No, Carell does not play Smart quite the same way the late Don Adams did.  His performance is not an “impression” of Don Adams.  He adds a lot of personal touches that make the character seem original.  The result is a different version of Maxwell Smart, but one that works well on its own while still keeping the spirit of the original.  Carell makes the movie.  Which is a good thing, because most of the spy stuff falls flat. 

Smart works as an analyst for CONTROL, a government agency that keeps tabs on terrorist activity.  He’s the best analyst in the agency, but he wants to be a field agent like his friend Agent 23 (Dwayne Johnson, apparently still trying to get people to stop calling him “The Rock”).  His boss, The Chief (Alan Arkin), informs him that he has indeed qualified to be a field agent, but he must remain an analyst because he is even better at that job. 

            Naturally, CONTROL’s biggest enemy is a group called KAOS.  KAOS is seemingly run by a man named Siegfried (Terrence Stamp), but there is a boss above him.  KAOS breaks into CONTROL, steals the identities of undercover agents, and has most of them assassinated.  The Chief needs to send two agents on an emergency mission, and they have to be agents that KAOS won’t recognize.  One is Agent 99 (Anne Hathaway), who has recently had plastic surgery.  The other is Smart. 

           The rest of the movie is Agents 99 and 86 (Smart’s new identity) on a mission to recover some stolen nuclear weapons.  They have plenty of adventures along the way, usually involving 86 thinking he can handle something, failing miserably, and 99 bailing him out.  They slowly build a relationship that we know will be tested in the line of duty. 

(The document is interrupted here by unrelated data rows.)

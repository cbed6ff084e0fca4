#![allow(dead_code)]

use std::sync::Arc;

use chrono::{DateTime, TimeZone, Utc};
use flowgate::aggregator::ExchangeFrames;
pub use flowgate::market_data::{Candle, CandleWindow};
use flowgate::{AccountState, EngineConfig, EntryExitStrategy, MarketRegimeDetector};

pub const MINUTE_MS: i64 = 60_000;
pub const QUARTER_MS: i64 = 15 * MINUTE_MS;
pub const HOUR_MS: i64 = 60 * MINUTE_MS;

pub fn now() -> DateTime<Utc> {
    Utc.with_ymd_and_hms(2024, 3, 1, 12, 0, 0).unwrap()
}

/// Quiet one-minute candles around `price` where takers buy `buy_share` of
/// the volume.
pub fn quiet_minutes(n: usize, price: f64, buy_share: f64) -> Vec<Candle> {
    (0..n)
        .map(|i| {
            let close = if i % 2 == 0 { price + 0.05 } else { price - 0.05 };
            Candle {
                timestamp: i as i64 * MINUTE_MS,
                open: price,
                high: price + 0.2,
                low: price - 0.2,
                close,
                volume: 10.0,
                taker_buy_volume: 10.0 * buy_share,
            }
        })
        .collect()
}

/// Append one candle after the last.
pub fn push_candle(candles: &mut Vec<Candle>, open: f64, close: f64, volume: f64, buy: f64) {
    let step = if candles.len() >= 2 {
        candles[1].timestamp - candles[0].timestamp
    } else {
        MINUTE_MS
    };
    let timestamp = candles.last().map(|c| c.timestamp + step).unwrap_or(0);
    candles.push(Candle {
        timestamp,
        open,
        high: open.max(close) + 0.1,
        low: open.min(close) - 0.1,
        close,
        volume,
        taker_buy_volume: buy,
    });
}

/// Candles with closes moving `step` per bar.
pub fn trending(n: usize, start: f64, step: f64, interval_ms: i64) -> Vec<Candle> {
    (0..n)
        .map(|i| {
            let close = start + step * i as f64;
            let open = close - step * 0.5;
            Candle {
                timestamp: i as i64 * interval_ms,
                open,
                high: open.max(close) + step.abs() * 0.2,
                low: open.min(close) - step.abs() * 0.2,
                close,
                volume: 100.0,
                taker_buy_volume: 50.0,
            }
        })
        .collect()
}

/// One-minute window ending in an aggressive, buyer-driven jump.
pub fn pump_primary() -> Vec<Candle> {
    let mut candles = quiet_minutes(120, 100.0, 0.7);
    push_candle(&mut candles, 100.0, 103.0, 50.0, 40.0);
    candles
}

/// One-minute window ending in an aggressive, seller-driven drop.
pub fn dump_primary() -> Vec<Candle> {
    let mut candles = quiet_minutes(120, 100.0, 0.3);
    push_candle(&mut candles, 100.0, 97.0, 50.0, 10.0);
    candles
}

pub fn rising_quarters() -> Vec<Candle> {
    trending(100, 90.0, 0.1, QUARTER_MS)
}

pub fn falling_quarters() -> Vec<Candle> {
    trending(100, 110.0, -0.1, QUARTER_MS)
}

pub fn bull_reference() -> CandleWindow {
    CandleWindow::new(trending(100, 30_000.0, 50.0, HOUR_MS)).unwrap()
}

pub fn bear_reference() -> CandleWindow {
    CandleWindow::new(trending(100, 40_000.0, -50.0, HOUR_MS)).unwrap()
}

pub fn frames(exchange: &str, primary: Vec<Candle>, confirmation: Vec<Candle>) -> ExchangeFrames {
    ExchangeFrames {
        exchange: exchange.to_string(),
        primary,
        confirmation: Some(confirmation),
    }
}

pub fn account(open_positions: u32) -> AccountState {
    AccountState {
        balance: 10_000.0,
        risk_pct: 2.0,
        open_positions,
    }
}

pub fn strategy() -> EntryExitStrategy {
    strategy_with(EngineConfig::default())
}

pub fn strategy_with(config: EngineConfig) -> EntryExitStrategy {
    let regime = Arc::new(MarketRegimeDetector::new(config.regime.clone()));
    EntryExitStrategy::new(&config, regime)
}
// =============================================================================
// Regime Detection Module
// =============================================================================
//
// Broad market regime (BULL / BEAR / NEUTRAL) classified from a reference
// asset's higher-timeframe candles, cached with a TTL and used as the
// direction gate for every symbol.

pub mod detector;

pub use detector::{MarketRegimeDetector, Regime, RegimeLabel};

          The plot and the action are predicable and unimportant.  The 86/99 relationship is the heart of “Get Smart.”  Carell has a way of making everything he says funny, although there are a few times where the writers clearly want him to make a specific joke and he can’t apply his improvisational style to the lines.  But when Carell and Hathaway are allowed to just go at it, they really capture lightning in a bottle.  A conversation about their marriage (their backstory for an undercover assignment) is particularly funny and captivating.

            Some have pointed out the age difference between Carell and Hathaway (20 years), but it doesn’t detract from their chemistry at all.  There is actually a plot device where 99 is only a few years younger than 86, but her plastic surgery makes her look younger than that.  Honestly, it isn’t necessary.  Carell and Hathaway are fine, surgery or no surgery. 

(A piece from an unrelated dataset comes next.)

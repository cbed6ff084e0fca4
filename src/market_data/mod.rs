pub mod candle;

// Re-export for convenient access (e.g. `use crate::market_data::Candle`).
pub use candle::{Candle, CandleWindow, WindowKey};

Hathaway, for her part, does a great job with Carell, although the scenes with just her are a bit dry.  Arkin’s Bitter Old Man act works well with his character.  Johnson is a weak link, although to be fair, Agent 23 is not a character from the show, so he had no model to work from. 

          Many will call “Get Smart” an unnecessary TV adaptation.  They have a point.  The show’s simple charm has been swapped out for shiny special effects.  Modern raunchy humor may turn off audiences who found the show to be good clean fun.  The actors don’t quite nail the timing and inflection of the catchphrases, which come off sounding forced.  “Get Smart” could have been a huge misfire, but Steve Carell makes it highly enjoyable.